- _TASK REQUIREMENTS_
Your job is to report every line of the entries that has "ScoredChunk".

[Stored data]
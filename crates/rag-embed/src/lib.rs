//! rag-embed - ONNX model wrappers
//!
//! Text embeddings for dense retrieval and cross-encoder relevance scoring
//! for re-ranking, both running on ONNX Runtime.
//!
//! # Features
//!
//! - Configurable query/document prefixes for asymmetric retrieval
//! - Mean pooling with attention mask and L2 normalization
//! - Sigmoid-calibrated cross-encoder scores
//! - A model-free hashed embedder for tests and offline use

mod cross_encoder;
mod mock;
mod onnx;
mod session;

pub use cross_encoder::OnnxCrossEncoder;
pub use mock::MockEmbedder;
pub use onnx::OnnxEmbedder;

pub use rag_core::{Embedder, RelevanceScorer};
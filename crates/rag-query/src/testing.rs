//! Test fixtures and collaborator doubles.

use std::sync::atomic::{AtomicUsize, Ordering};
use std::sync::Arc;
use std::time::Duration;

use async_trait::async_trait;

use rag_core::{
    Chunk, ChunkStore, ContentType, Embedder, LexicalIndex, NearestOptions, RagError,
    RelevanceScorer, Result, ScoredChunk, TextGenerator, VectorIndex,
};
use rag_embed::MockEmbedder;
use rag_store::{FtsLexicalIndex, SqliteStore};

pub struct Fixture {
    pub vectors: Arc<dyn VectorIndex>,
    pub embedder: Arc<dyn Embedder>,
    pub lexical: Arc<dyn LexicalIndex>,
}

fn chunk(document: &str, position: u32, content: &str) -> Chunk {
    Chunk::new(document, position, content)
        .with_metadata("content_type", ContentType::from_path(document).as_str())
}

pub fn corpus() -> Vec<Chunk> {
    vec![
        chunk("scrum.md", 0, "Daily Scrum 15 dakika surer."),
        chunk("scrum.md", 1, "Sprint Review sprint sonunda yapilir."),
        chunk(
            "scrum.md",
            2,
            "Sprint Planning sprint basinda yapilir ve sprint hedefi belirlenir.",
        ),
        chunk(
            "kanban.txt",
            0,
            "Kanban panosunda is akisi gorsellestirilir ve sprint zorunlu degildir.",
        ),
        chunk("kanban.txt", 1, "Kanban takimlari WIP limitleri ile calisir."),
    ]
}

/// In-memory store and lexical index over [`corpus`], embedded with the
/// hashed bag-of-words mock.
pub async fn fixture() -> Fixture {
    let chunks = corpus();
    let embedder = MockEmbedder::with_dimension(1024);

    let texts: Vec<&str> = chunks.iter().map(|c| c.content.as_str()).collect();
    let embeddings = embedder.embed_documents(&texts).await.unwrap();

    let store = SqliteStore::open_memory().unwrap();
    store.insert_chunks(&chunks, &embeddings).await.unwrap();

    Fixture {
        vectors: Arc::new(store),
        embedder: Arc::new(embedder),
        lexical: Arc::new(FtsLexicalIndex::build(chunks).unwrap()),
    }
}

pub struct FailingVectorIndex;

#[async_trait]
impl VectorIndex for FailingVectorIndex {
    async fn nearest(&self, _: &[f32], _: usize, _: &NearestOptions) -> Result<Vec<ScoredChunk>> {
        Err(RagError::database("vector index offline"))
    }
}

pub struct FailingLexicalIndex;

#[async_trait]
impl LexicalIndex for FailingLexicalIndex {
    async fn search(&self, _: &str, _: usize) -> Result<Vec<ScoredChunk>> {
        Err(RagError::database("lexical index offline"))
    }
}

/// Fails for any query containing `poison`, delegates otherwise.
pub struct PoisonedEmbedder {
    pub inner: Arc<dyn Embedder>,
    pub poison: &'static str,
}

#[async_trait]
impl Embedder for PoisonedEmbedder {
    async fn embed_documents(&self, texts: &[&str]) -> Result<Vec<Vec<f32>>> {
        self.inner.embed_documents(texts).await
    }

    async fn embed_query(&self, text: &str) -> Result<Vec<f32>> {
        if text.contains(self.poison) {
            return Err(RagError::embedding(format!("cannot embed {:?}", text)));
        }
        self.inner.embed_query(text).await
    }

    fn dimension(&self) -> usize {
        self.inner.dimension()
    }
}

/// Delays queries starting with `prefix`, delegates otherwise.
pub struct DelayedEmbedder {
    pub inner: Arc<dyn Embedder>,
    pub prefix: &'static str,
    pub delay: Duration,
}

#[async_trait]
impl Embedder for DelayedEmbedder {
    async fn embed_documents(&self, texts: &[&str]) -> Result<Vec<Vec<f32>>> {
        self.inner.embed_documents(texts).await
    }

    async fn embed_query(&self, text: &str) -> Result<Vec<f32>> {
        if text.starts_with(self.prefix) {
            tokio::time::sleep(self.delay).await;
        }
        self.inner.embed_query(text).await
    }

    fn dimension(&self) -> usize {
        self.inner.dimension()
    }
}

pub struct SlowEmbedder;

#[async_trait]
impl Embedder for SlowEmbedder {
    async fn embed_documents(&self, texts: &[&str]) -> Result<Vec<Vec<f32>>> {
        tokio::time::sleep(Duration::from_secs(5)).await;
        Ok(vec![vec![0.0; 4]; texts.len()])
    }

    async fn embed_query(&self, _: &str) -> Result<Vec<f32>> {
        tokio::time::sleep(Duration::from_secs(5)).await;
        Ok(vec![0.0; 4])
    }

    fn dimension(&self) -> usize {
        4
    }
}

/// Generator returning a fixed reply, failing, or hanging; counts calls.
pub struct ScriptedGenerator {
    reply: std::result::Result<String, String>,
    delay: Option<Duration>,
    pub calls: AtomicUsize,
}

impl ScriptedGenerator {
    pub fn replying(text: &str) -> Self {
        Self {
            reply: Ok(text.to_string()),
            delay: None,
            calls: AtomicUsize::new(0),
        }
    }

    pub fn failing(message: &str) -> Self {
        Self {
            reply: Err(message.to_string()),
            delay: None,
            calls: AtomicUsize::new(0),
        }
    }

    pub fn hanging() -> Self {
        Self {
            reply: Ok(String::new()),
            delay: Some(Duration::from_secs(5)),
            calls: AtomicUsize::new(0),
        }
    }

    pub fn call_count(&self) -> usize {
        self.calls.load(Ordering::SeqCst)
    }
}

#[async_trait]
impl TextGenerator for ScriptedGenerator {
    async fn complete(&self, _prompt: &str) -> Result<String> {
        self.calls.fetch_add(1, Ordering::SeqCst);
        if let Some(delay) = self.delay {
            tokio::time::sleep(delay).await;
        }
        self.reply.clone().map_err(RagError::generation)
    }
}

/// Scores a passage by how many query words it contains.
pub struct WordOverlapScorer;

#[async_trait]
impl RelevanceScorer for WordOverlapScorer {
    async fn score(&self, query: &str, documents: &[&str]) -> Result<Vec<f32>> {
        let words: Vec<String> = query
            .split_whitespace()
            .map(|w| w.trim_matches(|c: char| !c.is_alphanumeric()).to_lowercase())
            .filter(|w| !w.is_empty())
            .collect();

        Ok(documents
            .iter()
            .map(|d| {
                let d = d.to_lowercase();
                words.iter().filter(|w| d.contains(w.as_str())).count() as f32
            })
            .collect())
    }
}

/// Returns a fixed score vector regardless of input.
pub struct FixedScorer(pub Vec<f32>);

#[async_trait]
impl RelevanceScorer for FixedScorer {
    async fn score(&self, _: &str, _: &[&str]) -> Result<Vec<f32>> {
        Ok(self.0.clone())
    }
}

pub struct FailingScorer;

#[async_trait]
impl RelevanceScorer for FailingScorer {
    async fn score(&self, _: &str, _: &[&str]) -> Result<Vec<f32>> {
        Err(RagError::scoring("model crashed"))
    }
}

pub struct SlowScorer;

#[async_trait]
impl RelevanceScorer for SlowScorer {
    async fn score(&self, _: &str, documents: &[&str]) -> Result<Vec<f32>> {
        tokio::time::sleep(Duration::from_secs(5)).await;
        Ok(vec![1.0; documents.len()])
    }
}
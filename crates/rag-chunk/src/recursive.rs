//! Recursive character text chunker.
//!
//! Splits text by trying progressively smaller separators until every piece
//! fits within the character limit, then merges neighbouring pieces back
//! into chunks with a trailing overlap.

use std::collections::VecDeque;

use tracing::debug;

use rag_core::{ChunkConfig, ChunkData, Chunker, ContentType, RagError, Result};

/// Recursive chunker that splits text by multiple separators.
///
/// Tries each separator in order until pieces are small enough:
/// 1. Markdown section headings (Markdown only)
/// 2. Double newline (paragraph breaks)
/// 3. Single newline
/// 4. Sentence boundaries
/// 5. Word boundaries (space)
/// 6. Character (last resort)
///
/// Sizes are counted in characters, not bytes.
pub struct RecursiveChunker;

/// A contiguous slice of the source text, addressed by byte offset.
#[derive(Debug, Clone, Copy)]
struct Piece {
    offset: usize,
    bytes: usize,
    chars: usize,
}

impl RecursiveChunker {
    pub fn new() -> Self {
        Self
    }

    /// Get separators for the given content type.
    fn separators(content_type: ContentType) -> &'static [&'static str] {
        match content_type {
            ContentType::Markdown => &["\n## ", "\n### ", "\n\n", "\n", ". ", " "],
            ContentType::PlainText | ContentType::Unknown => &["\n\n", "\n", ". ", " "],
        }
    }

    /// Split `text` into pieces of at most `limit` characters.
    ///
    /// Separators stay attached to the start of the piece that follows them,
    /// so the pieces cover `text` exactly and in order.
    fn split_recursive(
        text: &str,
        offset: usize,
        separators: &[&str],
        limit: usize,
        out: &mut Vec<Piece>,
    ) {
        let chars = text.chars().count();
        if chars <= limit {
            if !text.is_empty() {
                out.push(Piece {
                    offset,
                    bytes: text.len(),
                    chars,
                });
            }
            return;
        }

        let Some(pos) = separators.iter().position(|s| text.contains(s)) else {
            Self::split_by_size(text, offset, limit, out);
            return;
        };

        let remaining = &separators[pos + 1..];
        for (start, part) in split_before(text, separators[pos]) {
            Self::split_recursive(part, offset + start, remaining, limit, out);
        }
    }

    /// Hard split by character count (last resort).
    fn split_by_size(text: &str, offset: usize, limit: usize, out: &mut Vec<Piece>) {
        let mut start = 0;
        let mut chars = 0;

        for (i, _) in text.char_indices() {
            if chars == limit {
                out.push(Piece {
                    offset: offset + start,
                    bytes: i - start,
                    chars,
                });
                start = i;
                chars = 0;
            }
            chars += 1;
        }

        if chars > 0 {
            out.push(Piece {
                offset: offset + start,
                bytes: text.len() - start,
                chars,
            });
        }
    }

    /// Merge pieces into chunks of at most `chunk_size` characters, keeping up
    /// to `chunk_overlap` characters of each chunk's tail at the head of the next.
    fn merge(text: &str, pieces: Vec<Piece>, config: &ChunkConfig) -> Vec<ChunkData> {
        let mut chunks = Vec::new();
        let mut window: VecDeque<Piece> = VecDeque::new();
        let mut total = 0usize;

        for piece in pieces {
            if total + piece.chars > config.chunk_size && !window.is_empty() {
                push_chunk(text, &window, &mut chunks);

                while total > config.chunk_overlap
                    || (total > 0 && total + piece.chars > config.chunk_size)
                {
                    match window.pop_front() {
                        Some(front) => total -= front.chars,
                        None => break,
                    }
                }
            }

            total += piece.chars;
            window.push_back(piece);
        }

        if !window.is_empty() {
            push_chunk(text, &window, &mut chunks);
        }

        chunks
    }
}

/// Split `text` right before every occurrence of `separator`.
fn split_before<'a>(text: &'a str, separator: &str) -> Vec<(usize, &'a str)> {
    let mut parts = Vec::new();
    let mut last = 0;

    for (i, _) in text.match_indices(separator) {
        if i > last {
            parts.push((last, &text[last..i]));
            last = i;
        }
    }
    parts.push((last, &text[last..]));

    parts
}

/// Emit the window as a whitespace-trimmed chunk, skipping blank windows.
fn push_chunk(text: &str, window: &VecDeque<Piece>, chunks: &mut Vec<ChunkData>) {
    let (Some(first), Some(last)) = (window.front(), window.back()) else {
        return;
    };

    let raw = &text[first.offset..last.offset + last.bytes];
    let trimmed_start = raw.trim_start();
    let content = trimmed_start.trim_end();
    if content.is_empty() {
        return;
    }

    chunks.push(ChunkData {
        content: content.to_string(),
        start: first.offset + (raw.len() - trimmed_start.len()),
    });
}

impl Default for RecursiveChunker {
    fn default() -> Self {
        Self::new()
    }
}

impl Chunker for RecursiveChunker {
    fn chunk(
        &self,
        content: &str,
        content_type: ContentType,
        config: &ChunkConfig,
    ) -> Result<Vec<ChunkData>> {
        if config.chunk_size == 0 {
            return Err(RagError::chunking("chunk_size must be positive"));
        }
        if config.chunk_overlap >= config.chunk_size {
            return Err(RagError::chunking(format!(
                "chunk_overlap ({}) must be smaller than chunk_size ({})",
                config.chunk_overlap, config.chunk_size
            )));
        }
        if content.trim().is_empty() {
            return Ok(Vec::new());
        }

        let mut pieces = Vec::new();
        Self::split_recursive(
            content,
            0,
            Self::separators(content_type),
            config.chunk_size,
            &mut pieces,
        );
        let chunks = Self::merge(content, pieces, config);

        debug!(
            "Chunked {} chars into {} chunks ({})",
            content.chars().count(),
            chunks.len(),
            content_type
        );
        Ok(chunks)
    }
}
--
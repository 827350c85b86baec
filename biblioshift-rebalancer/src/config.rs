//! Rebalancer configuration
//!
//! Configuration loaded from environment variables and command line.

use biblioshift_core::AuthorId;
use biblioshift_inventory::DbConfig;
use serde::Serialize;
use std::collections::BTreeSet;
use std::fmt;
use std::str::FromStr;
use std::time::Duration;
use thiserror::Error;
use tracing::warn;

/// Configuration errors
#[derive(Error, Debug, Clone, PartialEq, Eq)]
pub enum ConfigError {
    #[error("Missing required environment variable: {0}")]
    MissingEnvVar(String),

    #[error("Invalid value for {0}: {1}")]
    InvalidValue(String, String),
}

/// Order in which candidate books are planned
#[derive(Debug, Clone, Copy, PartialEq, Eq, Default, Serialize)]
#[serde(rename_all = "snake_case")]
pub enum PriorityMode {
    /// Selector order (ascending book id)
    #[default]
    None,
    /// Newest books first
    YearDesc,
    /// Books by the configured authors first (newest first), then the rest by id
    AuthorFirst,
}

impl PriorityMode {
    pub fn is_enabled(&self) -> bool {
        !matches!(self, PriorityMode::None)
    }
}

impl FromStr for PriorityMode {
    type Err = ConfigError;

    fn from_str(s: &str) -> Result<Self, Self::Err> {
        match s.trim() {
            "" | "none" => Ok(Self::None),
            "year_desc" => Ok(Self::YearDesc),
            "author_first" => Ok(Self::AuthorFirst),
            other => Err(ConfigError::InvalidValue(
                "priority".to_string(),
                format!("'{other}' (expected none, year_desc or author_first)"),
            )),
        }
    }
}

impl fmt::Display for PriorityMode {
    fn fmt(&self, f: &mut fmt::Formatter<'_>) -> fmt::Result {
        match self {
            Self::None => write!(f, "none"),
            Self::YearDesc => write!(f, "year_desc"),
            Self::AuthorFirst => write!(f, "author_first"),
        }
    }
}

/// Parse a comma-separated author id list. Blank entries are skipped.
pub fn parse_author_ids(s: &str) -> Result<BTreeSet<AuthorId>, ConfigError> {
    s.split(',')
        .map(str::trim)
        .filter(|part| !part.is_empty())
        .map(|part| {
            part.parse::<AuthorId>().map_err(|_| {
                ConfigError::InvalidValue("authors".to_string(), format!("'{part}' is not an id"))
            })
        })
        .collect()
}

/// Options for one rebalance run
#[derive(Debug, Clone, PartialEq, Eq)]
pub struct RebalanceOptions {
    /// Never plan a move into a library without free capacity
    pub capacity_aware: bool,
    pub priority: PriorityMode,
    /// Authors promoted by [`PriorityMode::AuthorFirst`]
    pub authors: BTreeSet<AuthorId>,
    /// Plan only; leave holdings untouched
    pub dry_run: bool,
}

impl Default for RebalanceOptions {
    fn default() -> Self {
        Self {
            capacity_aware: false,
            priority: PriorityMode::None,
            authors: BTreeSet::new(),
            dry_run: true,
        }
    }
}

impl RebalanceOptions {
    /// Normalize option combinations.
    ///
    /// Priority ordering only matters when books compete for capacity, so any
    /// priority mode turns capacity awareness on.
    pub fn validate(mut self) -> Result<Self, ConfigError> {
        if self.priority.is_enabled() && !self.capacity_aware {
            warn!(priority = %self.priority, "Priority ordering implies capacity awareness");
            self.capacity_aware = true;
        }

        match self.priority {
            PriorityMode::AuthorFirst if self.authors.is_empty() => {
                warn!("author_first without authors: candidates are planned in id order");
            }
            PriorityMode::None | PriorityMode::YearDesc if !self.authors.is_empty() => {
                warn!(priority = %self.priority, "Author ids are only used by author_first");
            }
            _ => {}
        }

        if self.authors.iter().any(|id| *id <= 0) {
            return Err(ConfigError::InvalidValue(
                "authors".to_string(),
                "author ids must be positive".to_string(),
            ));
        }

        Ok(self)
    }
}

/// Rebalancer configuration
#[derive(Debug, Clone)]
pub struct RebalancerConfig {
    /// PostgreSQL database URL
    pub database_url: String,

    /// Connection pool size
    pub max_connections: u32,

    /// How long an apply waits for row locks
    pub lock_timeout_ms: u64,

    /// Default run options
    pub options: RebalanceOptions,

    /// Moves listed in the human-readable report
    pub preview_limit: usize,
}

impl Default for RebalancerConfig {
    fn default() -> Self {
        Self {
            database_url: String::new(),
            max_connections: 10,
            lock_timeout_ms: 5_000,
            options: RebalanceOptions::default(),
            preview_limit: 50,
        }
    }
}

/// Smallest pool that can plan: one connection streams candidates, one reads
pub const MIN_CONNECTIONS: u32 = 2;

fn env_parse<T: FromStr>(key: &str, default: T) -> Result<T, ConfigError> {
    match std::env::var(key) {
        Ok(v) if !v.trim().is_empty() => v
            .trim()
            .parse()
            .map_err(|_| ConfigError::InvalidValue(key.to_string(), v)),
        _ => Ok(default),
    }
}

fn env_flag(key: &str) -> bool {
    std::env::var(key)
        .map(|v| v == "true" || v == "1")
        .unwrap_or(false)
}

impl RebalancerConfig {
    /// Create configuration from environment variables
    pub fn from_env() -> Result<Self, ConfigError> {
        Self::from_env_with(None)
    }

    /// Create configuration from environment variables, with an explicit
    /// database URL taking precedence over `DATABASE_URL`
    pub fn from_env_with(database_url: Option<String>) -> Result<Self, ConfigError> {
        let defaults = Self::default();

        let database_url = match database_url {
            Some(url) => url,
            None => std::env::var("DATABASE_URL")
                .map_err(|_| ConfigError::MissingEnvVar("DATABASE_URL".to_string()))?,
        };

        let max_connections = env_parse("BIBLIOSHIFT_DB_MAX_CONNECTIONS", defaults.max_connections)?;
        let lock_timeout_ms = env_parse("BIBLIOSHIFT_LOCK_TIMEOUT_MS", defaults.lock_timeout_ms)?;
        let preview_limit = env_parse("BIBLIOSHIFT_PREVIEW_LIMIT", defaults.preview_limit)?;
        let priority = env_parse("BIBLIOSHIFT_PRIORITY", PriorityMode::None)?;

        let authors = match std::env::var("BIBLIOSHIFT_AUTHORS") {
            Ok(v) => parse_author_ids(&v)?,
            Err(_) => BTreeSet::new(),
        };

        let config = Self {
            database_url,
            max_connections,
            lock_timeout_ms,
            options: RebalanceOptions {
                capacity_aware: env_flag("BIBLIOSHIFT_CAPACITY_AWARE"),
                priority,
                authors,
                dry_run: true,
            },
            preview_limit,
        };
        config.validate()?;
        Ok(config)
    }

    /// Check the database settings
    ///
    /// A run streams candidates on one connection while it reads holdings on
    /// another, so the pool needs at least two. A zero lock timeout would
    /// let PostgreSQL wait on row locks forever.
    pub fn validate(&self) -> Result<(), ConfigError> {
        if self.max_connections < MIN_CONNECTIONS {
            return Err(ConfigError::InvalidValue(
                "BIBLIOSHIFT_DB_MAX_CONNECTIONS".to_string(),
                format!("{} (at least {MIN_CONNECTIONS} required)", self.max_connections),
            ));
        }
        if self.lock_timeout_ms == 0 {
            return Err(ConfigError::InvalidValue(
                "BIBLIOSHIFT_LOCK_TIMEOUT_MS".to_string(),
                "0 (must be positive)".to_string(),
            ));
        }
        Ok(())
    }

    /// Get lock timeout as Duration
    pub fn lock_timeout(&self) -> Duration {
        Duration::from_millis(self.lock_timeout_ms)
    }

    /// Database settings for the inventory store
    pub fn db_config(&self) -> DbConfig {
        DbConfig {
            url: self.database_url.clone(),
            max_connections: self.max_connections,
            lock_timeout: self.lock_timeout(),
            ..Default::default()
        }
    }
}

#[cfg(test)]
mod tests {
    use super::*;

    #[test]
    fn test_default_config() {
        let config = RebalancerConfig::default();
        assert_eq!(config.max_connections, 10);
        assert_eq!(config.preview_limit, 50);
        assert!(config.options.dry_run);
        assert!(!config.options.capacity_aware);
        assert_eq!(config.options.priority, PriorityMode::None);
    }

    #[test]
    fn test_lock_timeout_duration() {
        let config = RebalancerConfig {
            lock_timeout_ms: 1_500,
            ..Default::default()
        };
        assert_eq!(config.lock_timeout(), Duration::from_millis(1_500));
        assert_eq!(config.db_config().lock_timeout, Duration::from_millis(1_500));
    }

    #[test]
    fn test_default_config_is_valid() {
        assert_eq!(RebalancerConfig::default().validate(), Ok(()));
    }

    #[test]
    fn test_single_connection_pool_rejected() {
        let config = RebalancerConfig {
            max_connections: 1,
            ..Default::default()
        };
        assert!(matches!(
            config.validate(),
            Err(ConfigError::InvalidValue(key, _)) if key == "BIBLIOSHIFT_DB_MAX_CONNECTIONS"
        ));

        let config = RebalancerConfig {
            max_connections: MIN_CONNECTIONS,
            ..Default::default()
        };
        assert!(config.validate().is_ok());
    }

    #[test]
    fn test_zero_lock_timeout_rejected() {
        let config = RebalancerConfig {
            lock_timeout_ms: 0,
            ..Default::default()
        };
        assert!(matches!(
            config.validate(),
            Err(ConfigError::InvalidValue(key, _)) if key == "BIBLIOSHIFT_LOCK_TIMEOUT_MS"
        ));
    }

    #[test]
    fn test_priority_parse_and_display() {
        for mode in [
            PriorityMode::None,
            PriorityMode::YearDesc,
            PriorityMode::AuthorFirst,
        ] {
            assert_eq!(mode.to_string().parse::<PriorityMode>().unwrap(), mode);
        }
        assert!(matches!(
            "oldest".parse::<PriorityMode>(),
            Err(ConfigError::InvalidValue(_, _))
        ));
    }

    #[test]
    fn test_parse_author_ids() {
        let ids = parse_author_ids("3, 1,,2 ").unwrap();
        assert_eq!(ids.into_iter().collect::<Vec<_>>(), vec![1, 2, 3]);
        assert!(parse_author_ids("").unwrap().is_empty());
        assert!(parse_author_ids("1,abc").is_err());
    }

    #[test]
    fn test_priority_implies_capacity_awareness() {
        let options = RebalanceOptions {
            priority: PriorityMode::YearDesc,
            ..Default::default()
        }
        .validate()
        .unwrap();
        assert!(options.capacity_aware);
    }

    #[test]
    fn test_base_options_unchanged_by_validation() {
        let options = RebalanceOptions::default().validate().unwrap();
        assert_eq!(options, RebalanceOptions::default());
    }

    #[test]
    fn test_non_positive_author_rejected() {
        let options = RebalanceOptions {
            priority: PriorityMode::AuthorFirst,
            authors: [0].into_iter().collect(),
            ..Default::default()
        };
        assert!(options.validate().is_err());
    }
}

- _RESPONSE AREA_
    RelevanceScorer, Result, ScoredChunk, TextGenerator, VectorIndex,
    async fn nearest(&self, _: &[f32], _: usize, _: &NearestOptions) -> Result<Vec<ScoredChunk>> {
    async fn search(&self, _: &str, _: usize) -> Result<Vec<ScoredChunk>> {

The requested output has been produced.